Comparative analyses of genetic diversities within tomato and pepper collections detected by retrotransposon-based SSAP, AFLP and SSR

  • Sheh May Tam
  • Corinne Mhiri
  • Aat Vogelaar
  • Marcel Kerkveld
  • Stephen R. Pearce
  • Marie-Angèle GrandbastienEmail author
Original Paper

Abstract

The retrotransposon-based sequence-specific amplification polymorphism (SSAP) marker system was used to assess the genetic diversities of collections of tomato and pepper industrial lines. The utility of SSAP markers was compared to that of amplified fragment length polymorphism (AFLP) and simple sequence repeat (SSR) markers.

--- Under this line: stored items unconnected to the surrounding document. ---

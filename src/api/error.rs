//! Webhook error type with JSON error responses.

use axum::{
    http::StatusCode,
    response::{IntoResponse, Response},
    Json,
};
use serde_json::json;
use thiserror::Error;

use crate::config::MissingSetting;
use crate::crypto::CryptoError;
use crate::events::SubmitError;

#[derive(Debug, Error)]
pub enum WebhookError {
    #[error("unknown platform: {0}")]
    UnknownPlatform(String),
    #[error(transparent)]
    ConfigurationMissing(#[from] MissingSetting),
    #[error("missing header: {0}")]
    MissingHeader(&'static str),
    #[error("missing field: {0}")]
    MissingField(&'static str),
    #[error("signature mismatch")]
    SignatureMismatch,
    #[error("failed to decrypt payload: {0}")]
    Decryption(CryptoError),
    #[error("malformed envelope: {0}")]
    MalformedEnvelope(String),
    #[error("event queue unavailable: {0}")]
    QueueUnavailable(#[from] SubmitError),
}

impl WebhookError {
    pub fn status(&self) -> StatusCode {
        match self {
            WebhookError::UnknownPlatform(_) => StatusCode::NOT_FOUND,
            WebhookError::ConfigurationMissing(_) => StatusCode::INTERNAL_SERVER_ERROR,
            WebhookError::MissingHeader(_)
            | WebhookError::MissingField(_)
            | WebhookError::Decryption(_)
            | WebhookError::MalformedEnvelope(_) => StatusCode::BAD_REQUEST,
            WebhookError::SignatureMismatch => StatusCode::UNAUTHORIZED,
            WebhookError::QueueUnavailable(_) => StatusCode::SERVICE_UNAVAILABLE,
        }
    }
}

impl From<CryptoError> for WebhookError {
    fn from(err: CryptoError) -> Self {
        match err {
            CryptoError::SignatureMismatch => WebhookError::SignatureMismatch,
            other => WebhookError::Decryption(other),
        }
    }
}

impl IntoResponse for WebhookError {
    fn into_response(self) -> Response {
        let body = Json(json!({
            "error": true,
            "message": self.to_string(),
        }));
        (self.status(), body).into_response()
    }
}

/// Result type for webhook handlers.
pub type WebhookResult<T> = Result<T, WebhookError>;

#[cfg(test)]
mod tests {
    use super::*;

    #[test]
    fn test_status_mapping() {
        assert_eq!(
            WebhookError::from(CryptoError::SignatureMismatch).status(),
            StatusCode::UNAUTHORIZED
        );
        assert_eq!(
            WebhookError::from(CryptoError::EmptyCiphertext).status(),
            StatusCode::BAD_REQUEST
        );
        assert_eq!(
            WebhookError::from(MissingSetting("webhook.token")).status(),
            StatusCode::INTERNAL_SERVER_ERROR
        );
        assert_eq!(
            WebhookError::from(SubmitError::Full).status(),
            StatusCode::SERVICE_UNAVAILABLE
        );
        assert_eq!(
            WebhookError::MissingHeader("nonce").status(),
            StatusCode::BAD_REQUEST
        );
    }
}
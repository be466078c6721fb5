use anyhow::Result;
use clap::Parser;
use meetingest::{
    app,
    cli::{handle_decrypt_command, handle_encrypt_command, handle_sign_command, Cli, CliCommand},
};
use tracing_subscriber::EnvFilter;

#[tokio::main]
async fn main() -> Result<()> {
    let cli = Cli::parse();
    let log_level = if cli.verbose { "debug" } else { "info" };
    let env_filter = EnvFilter::try_new(log_level).unwrap_or_else(|_| EnvFilter::new("info"));

    tracing_subscriber::fmt().with_env_filter(env_filter).init();

    let config_path = cli.config.as_deref();
    match cli.command {
        Some(CliCommand::Version) => {
            println!("meetingest {}", env!("CARGO_PKG_VERSION"));
            return Ok(());
        }
        Some(CliCommand::Decrypt(args)) => return handle_decrypt_command(args, config_path),
        Some(CliCommand::Encrypt(args)) => return handle_encrypt_command(args, config_path),
        Some(CliCommand::Sign(args)) => return handle_sign_command(args, config_path),
        None => {}
    }

    app::run_service(config_path).await
}
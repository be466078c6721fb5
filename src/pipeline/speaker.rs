//! Speaker resolution against the roster and the identity store.

use std::sync::Arc;
use tracing::{debug, warn};

use crate::db::{UserRecord, UserStore};
use crate::platform::{decode_display_name, Participant, SpeakerInfo, Transcript};

pub struct SpeakerService {
    users: Arc<dyn UserStore>,
}

impl SpeakerService {
    pub fn new(users: Arc<dyn UserStore>) -> Self {
        Self { users }
    }

    /// Enrich `info` from the roster (userid, open_id, ms_open_id, then
    /// name), else from the identity store (userid, then name). Returns the
    /// input unchanged when nothing matches. Never fails.
    pub async fn enrich(&self, info: &SpeakerInfo, roster: &[Participant]) -> SpeakerInfo {
        if let Some(participant) = match_roster(info, roster) {
            return apply_participant(info, participant);
        }

        match self.lookup_user(info).await {
            Some(record) => apply_user(info, &record),
            None => info.clone(),
        }
    }

    /// Enrich every paragraph's speaker in place. Identical speaker infos are
    /// resolved once.
    pub async fn enrich_transcript(&self, transcript: &mut Transcript, roster: &[Participant]) {
        let mut resolved: Vec<(SpeakerInfo, SpeakerInfo)> = Vec::new();

        for paragraph in &mut transcript.paragraphs {
            if let Some((_, enriched)) = resolved
                .iter()
                .find(|(original, _)| *original == paragraph.speaker_info)
            {
                paragraph.speaker_info = enriched.clone();
                continue;
            }

            let enriched = self.enrich(&paragraph.speaker_info, roster).await;
            resolved.push((paragraph.speaker_info.clone(), enriched.clone()));
            paragraph.speaker_info = enriched;
        }

        debug!(
            paragraphs = transcript.paragraphs.len(),
            speakers = resolved.len(),
            "Resolved transcript speakers"
        );
    }

    async fn lookup_user(&self, info: &SpeakerInfo) -> Option<UserRecord> {
        if let Some(userid) = &info.identity.userid {
            match self.users.find_by_userid(userid).await {
                Ok(Some(record)) => return Some(record),
                Ok(None) => {}
                Err(e) => warn!(userid = %userid, "Identity lookup by userid failed: {:#}", e),
            }
        }

        if let Some(name) = info.identity.name.as_deref().map(decode_display_name) {
            match self.users.find_by_name(&name).await {
                Ok(found) => return found,
                Err(e) => warn!(name = %name, "Identity lookup by name failed: {:#}", e),
            }
        }

        None
    }
}

fn match_roster<'a>(info: &SpeakerInfo, roster: &'a [Participant]) -> Option<&'a Participant> {
    let identity = &info.identity;

    if let Some(userid) = &identity.userid {
        if let Some(p) = roster.iter().find(|p| p.identity.userid.as_ref() == Some(userid)) {
            return Some(p);
        }
    }
    if let Some(open_id) = &identity.open_id {
        if let Some(p) = roster.iter().find(|p| p.identity.open_id.as_ref() == Some(open_id)) {
            return Some(p);
        }
    }
    if let Some(ms_open_id) = &identity.ms_open_id {
        if let Some(p) = roster
            .iter()
            .find(|p| p.identity.ms_open_id.as_ref() == Some(ms_open_id))
        {
            return Some(p);
        }
    }
    if let Some(name) = identity.name.as_deref().map(decode_display_name) {
        // Roster names are already decoded.
        if let Some(p) = roster
            .iter()
            .find(|p| p.identity.name.as_deref() == Some(name.as_str()))
        {
            return Some(p);
        }
    }
    None
}

/// Roster attributes win; the roster name replaces the diarization name.
fn apply_participant(info: &SpeakerInfo, participant: &Participant) -> SpeakerInfo {
    let mut enriched = info.clone();
    let identity = &mut enriched.identity;
    let source = &participant.identity;

    identity.uuid = source.uuid.clone().or(identity.uuid.take());
    identity.userid = identity.userid.take().or(source.userid.clone());
    identity.open_id = identity.open_id.take().or(source.open_id.clone());
    identity.ms_open_id = identity.ms_open_id.take().or(source.ms_open_id.clone());
    identity.name = source.name.clone().or(identity.name.take());

    enriched.phone = participant.phone.clone().or(enriched.phone);
    enriched.instance_id = participant.instance_id.clone().or(enriched.instance_id);
    enriched.ip = participant.ip.clone().or(enriched.ip);
    enriched.location = participant.location.clone().or(enriched.location);
    enriched.os = participant.os.clone().or(enriched.os);
    enriched.is_enterprise_user = Some(participant.is_enterprise_user);
    enriched
}

/// Fill gaps from the identity store without overriding what the platform sent.
fn apply_user(info: &SpeakerInfo, record: &UserRecord) -> SpeakerInfo {
    let mut enriched = info.clone();
    let identity = &mut enriched.identity;

    identity.uuid = identity.uuid.take().or(record.uuid.clone());
    identity.userid = identity.userid.take().or(record.userid.clone());
    identity.open_id = identity.open_id.take().or(record.open_id.clone());
    identity.ms_open_id = identity.ms_open_id.take().or(record.ms_open_id.clone());
    identity.name = identity.name.take().or(record.name.clone());
    enriched.phone = enriched.phone.take().or(record.phone.clone());
    enriched
}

On the basis of our results, SSAP is most informative of the three systems for studying genetic diversity in tomato and pepper, with a significant correlation of genetic relationships between different SSAP datasets and between SSAP, AFLP and SSR markers. SSAP showed about four- to ninefold more diversity than AFLP and had the highest number of polymorphic bands per assay ratio and the highest marker index. For tomato, SSAP is more suitable for inferring overall genetic variation and relationships, while SSR has the ability to detect specific genetic relationships. All three marker results for pepper showed general agreement with pepper types. Additionally, retrotransposon sequences isolated from one species can be used in related Solanaceae genera. These results suggest that different marker systems are suited for studying genetic diversity in different contexts depending on the group studied, where discordance between different marker systems can be very informative for understanding genetic relationships within the study group.

Keywords

Amplify Fragment Length Polymorphism Long Terminal Repeat Marker System Bell Pepper Long Terminal Repeat Sequence 
These keywords were added by machine and not by the authors. This process is experimental and the keywords may be updated as the learning algorithm improves.

Notes

Acknowledgements

We wish to thank Q.H. Le, A. Charcosset, M. Tenaillon, V. Lefebvre, D. Higuet and E. Bonnivard for their useful comments and suggestions. This work was funded by the FW6 EC TEGERM project EC-QLRT-1999-31502.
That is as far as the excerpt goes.